I earned a walk-on opportunity at an NCAA Division II school in South Dakota. That door opened not just because of my athletic ability, but also because I had a strong academic scholarship and financial aid package—proof that academics matter just as much as athletics.

That fall, I went all in. I hit for a high average, played solid defense, and made big strides in the weight room. I showed up every day with a chip on my shoulder with something to prove to myself.

Then came winter meetings. I was told I’d be redshirted. There was a senior catcher ahead of me, and the staff wanted me to keep developing. I embraced the role and traveled with the team as the bullpen catcher. Twenty games into the season, our starting catcher got injured. The coaches turned to me:

“Be ready. We’re pulling your redshirt.”

I made my debut against nationally ranked St. Cloud State. I finished the year catching every game,  where I hit .269 with an OBP of .406, along with throwing out 12 of 16 base stealers during a 21 game stretch.


The Next Chapter

After that season, I transferred to Mesa Community College, one of the top JuCo programs in the country. I played under coach Anthony Cirelli. I fit in extremely well into the culture that defined the program. Being closer to my family in Mesa and Las Vegas made it even more meaningful.

However, after being pre-season ranked #2 in all of NJCAA and starting 10-0, COVID-19 cut that season short. On the bright side, my performance had already opened more doors for my future. I received around 20 offers from Division I, Division II, and NAIA programs.

Focused on my goal of playing or working in professional baseball, I chose to stay in Arizona and attend Park University Gilbert under Head Coach Kelly Stinnett, a former MLB catcher. His experience and leadership pushed my game and knowledge to a new level.


Another Setback, Another Comeback

Heading into my final season at Park, just three days before our first game, I tore my other ACL. It was devastating. I missed the entire season and spent the next eight months rehabbing, physically and mentally pushing through one of the toughest times of my life.
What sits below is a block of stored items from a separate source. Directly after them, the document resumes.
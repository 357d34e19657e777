//! General error and outcome types shared by the lexer, the node parsers and every codec
use std::fmt::Display;

use thiserror::Error;

use crate::location::Location;
use crate::nodes::NodeKind;

/// Global outcome type used throughout every conversion stage. Sequencing is done with `?`,
/// [Result::map] and [Result::and_then]: the first failure wins and later steps never run.
pub type JsonOutcome<T> = Result<T, JsonError>;

/// Text used in error reasons when a token was expected but the input had run out
pub const END_OF_INPUT: &str = "end of input";

/// Enumeration of the different classes of failure a conversion can produce
#[derive(Debug, Copy, Clone, PartialEq, Eq, Hash)]
pub enum ErrorKind {
    /// Malformed input that could not be split into tokens
    Lexical,
    /// A token sequence that doesn't form the expected node
    Parse,
    /// A node of one variant was found where another was expected
    TypeMismatch,
    /// The shape matches, but the content isn't valid for the target type
    Decode,
    /// A complete top-level value followed by unconsumed tokens
    TrailingData,
}

/// The general error structure. Created once at the failure site and never altered afterwards.
#[derive(Debug, Clone, PartialEq, Eq, Error)]
#[error("error on <{location}> {reason}")]
pub struct JsonError {
    location: Location,
    reason: String,
    kind: ErrorKind,
}

impl JsonError {
    /// Create a new error of a given [ErrorKind]
    pub fn new(kind: ErrorKind, location: Location, reason: impl Into<String>) -> Self {
        JsonError {
            location,
            reason: reason.into(),
            kind,
        }
    }

    /// A content failure raised by a codec whilst decoding a node of the right shape
    pub fn decoding(location: Location, reason: impl Into<String>) -> Self {
        Self::new(ErrorKind::Decode, location, reason)
    }

    /// A failure raised when a node is of a different variant to the one expected
    pub fn type_mismatch(expected: NodeKind, found: NodeKind, location: Location) -> Self {
        Self::new(
            ErrorKind::TypeMismatch,
            location,
            format!("expected a {} but found a {}", expected, found),
        )
    }

    /// A failure to recognise the expected token at a given position within the input
    pub fn parsing(
        expected: impl Display,
        found: impl Display,
        position: usize,
        location: Location,
    ) -> Self {
        Self::new(
            ErrorKind::Parse,
            location,
            format!(
                "at position {}: expected {} but found '{}'",
                position, expected, found
            ),
        )
    }

    /// A failure to split the raw input into tokens. Always reported against the root.
    pub fn lexing(position: usize, reason: impl Display) -> Self {
        Self::new(
            ErrorKind::Lexical,
            Location::root(),
            format!("at position {}: {}", position, reason),
        )
    }

    /// Input left over after the top-level value. Always reported against the root.
    pub fn trailing(found: impl Display, position: usize) -> Self {
        Self::new(
            ErrorKind::TrailingData,
            Location::root(),
            format!("at position {}: expected EOF but found '{}'", position, found),
        )
    }

    /// Where in the document the failure occurred
    pub fn location(&self) -> &Location {
        &self.location
    }

    /// Human readable reason for the failure
    pub fn reason(&self) -> &str {
        &self.reason
    }

    /// The class of failure
    pub fn kind(&self) -> ErrorKind {
        self.kind
    }
}

#[macro_export]
macro_rules! lexer_error {
    ($position: expr, $reason: expr) => {
        Err($crate::errors::JsonError::lexing($position, $reason))
    };
}

#[macro_export]
macro_rules! parser_error {
    ($expected: expr, $found: expr, $position: expr, $location: expr) => {
        Err($crate::errors::JsonError::parsing(
            $expected,
            $found,
            $position,
            $location.clone(),
        ))
    };
}

#[cfg(test)]
mod tests {
    use super::{ErrorKind, JsonError};
    use crate::location::Location;
    use crate::nodes::NodeKind;

    #[test]
    fn errors_should_display_location_then_reason() {
        let err = JsonError::decoding(Location::root().field("age"), "must be positive");
        assert_eq!(err.to_string(), "error on <$.age> must be positive");
    }

    #[test]
    fn type_mismatches_should_name_both_kinds() {
        let err = JsonError::type_mismatch(NodeKind::Object, NodeKind::Array, Location::root());
        assert_eq!(err.reason(), "expected a object but found a array");
        assert_eq!(err.kind(), ErrorKind::TypeMismatch);
        assert!(err.location().is_root());
    }

    #[test]
    fn trailing_errors_should_reference_the_excess_token() {
        let err = JsonError::trailing("garbage", 4);
        assert_eq!(
            err.to_string(),
            "error on <$> at position 4: expected EOF but found 'garbage'"
        );
        assert_eq!(err.kind(), ErrorKind::TrailingData);
    }
}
But I refused to let that be the end.

I came back for one final season. It wasn’t easy, but the grind, the patience, and the perseverance through it all ultimately led to the biggest opportunity of my life: a position as a bullpen catcher with the Chicago Cubs in Arizona.


Why I’m Sharing This

If you’re an aspiring ballplayer, here’s my advice: chase every opportunity. Go to camps, clinics, showcases, and tryouts. Get seen. And if you’re not getting the looks, reach out to schools, send film, make the calls. Be your own advocate.

Stay strong in the classroom, work hard in the weight room, and above all, never stop believing—even when it feels like everything is working against you.

Tearing both ACLs, missing seasons, and starting with no offers could’ve been the end. But because I stayed ready, stayed persistent, and kept working, I now have the chance to live out a dream in professional baseball.

You never know when your moment will come. Just make sure you're ready when it does.